Selain itu, DPRD juga menyoroti pentingnya klasifikasi objek pajak agar lebih jelas dan terhindar dari subjektivitas petugas. “Klasifikasi objek pajak itu penting, paling tidak harus ada indikator yang jelas,” katanya.
DPRD juga mendorong pemda untuk memberikan kebijakan pengurangan atau bahkan pembebasan PBB-P2 bagi warga miskin atau kurang mampu. Menurut Mahbub, kewenangan ini sudah diatur dalam Peraturan Daerah tentang Pajak Daerah dan Retribusi Daerah (Perda PDRD).

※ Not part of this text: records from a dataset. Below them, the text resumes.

//! Port traits for the external collaborators of the analysis core.

pub mod config_port;
pub mod data_port;
pub mod ledger_port;
pub mod rate_port;
pub mod report_port;
use crate::error::{StoreError, StoreResult};

/// Content type used for opaque binary payloads.
pub const OCTET_STREAM: &str = "binary/octet-stream";

/// A payload paired with the key it is stored under.
///
/// Values built with [`BinaryContent::new`] always have a non-empty key and a
/// non-empty payload. [`BinaryContent::unchecked`] skips that validation; the
/// content store re-validates on every use either way.
#[derive(Clone, Debug, PartialEq, Eq)]
pub struct BinaryContent {
    key: String,
    bytes: Vec<u8>,
    content_type: String,
}

impl BinaryContent {
    /// Create validated content.
    pub fn new(
        key: impl Into<String>,
        bytes: Vec<u8>,
        content_type: impl Into<String>,
    ) -> StoreResult<Self> {
        let content = Self::unchecked(key, bytes, content_type);
        content.check_key_and_payload()?;
        Ok(content)
    }

    /// Create content without validation.
    pub fn unchecked(
        key: impl Into<String>,
        bytes: Vec<u8>,
        content_type: impl Into<String>,
    ) -> Self {
        Self {
            key: key.into(),
            bytes,
            content_type: content_type.into(),
        }
    }

    /// Binary content with the `binary/octet-stream` content type.
    pub fn octet_stream(key: impl Into<String>, bytes: Vec<u8>) -> StoreResult<Self> {
        Self::new(key, bytes, OCTET_STREAM)
    }

    /// Check every part the store needs: key, payload, and content type.
    pub fn validate(&self) -> StoreResult<()> {
        self.check_key_and_payload()?;
        if self.content_type.is_empty() {
            return Err(StoreError::InvalidInput(format!(
                "content type for key [{}] must not be empty",
                self.key
            )));
        }
        Ok(())
    }

    fn check_key_and_payload(&self) -> StoreResult<()> {
        if self.key.is_empty() {
            return Err(StoreError::InvalidInput("content key must not be empty".into()));
        }
        if self.bytes.is_empty() {
            return Err(StoreError::InvalidInput(format!(
                "content for key [{}] must not be empty",
                self.key
            )));
        }
        Ok(())
    }

    pub fn key(&self) -> &str {
        &self.key
    }

    pub fn bytes(&self) -> &[u8] {
        &self.bytes
    }

    pub fn content_type(&self) -> &str {
        &self.content_type
    }

    pub fn len(&self) -> usize {
        self.bytes.len()
    }

    pub fn is_empty(&self) -> bool {
        self.bytes.is_empty()
    }

    pub fn into_bytes(self) -> Vec<u8> {
        self.bytes
    }
}

#[cfg(test)]
mod tests {
    use super::*;

    #[test]
    fn new_accepts_valid_content() {
        let content = BinaryContent::new("key", vec![1, 2], OCTET_STREAM).unwrap();
        assert_eq!(content.key(), "key");
        assert_eq!(content.bytes(), &[1, 2]);
        assert_eq!(content.content_type(), OCTET_STREAM);
        assert_eq!(content.len(), 2);
    }

    #[test]
    fn new_rejects_empty_key() {
        let err = BinaryContent::new("", vec![1], OCTET_STREAM).unwrap_err();
        assert!(matches!(err, StoreError::InvalidInput(_)));
    }

    #[test]
    fn new_rejects_empty_payload() {
        let err = BinaryContent::new("key", Vec::new(), OCTET_STREAM).unwrap_err();
        assert!(matches!(err, StoreError::InvalidInput(_)));
    }

    #[test]
    fn new_allows_empty_content_type() {
        // Only the store insists on a content type.
        let content = BinaryContent::new("key", vec![1], "").unwrap();
        assert!(content.validate().is_err());
    }

    #[test]
    fn unchecked_skips_validation() {
        let content = BinaryContent::unchecked("", Vec::new(), "");
        assert!(content.is_empty());
        assert!(content.validate().is_err());
    }

    #[test]
    fn octet_stream_sets_content_type() {
        let content = BinaryContent::octet_stream("key", vec![7]).unwrap();
        assert_eq!(content.content_type(), "binary/octet-stream");
        assert_eq!(content.into_bytes(), vec![7]);
    }
}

Mahbub menambahkan bahwa pengurangan atau pembebasan pajak ini bersifat “bottom-up”, artinya harus ada permohonan dari masyarakat kepada pemda. Permohonan ini nantinya akan dipertimbangkan dan disetujui oleh kepala daerah. Hal ini berbeda dengan kebijakan pembebasan sanksi denda atau diskon yang bisa langsung diberikan oleh pemerintah. (wa/ar)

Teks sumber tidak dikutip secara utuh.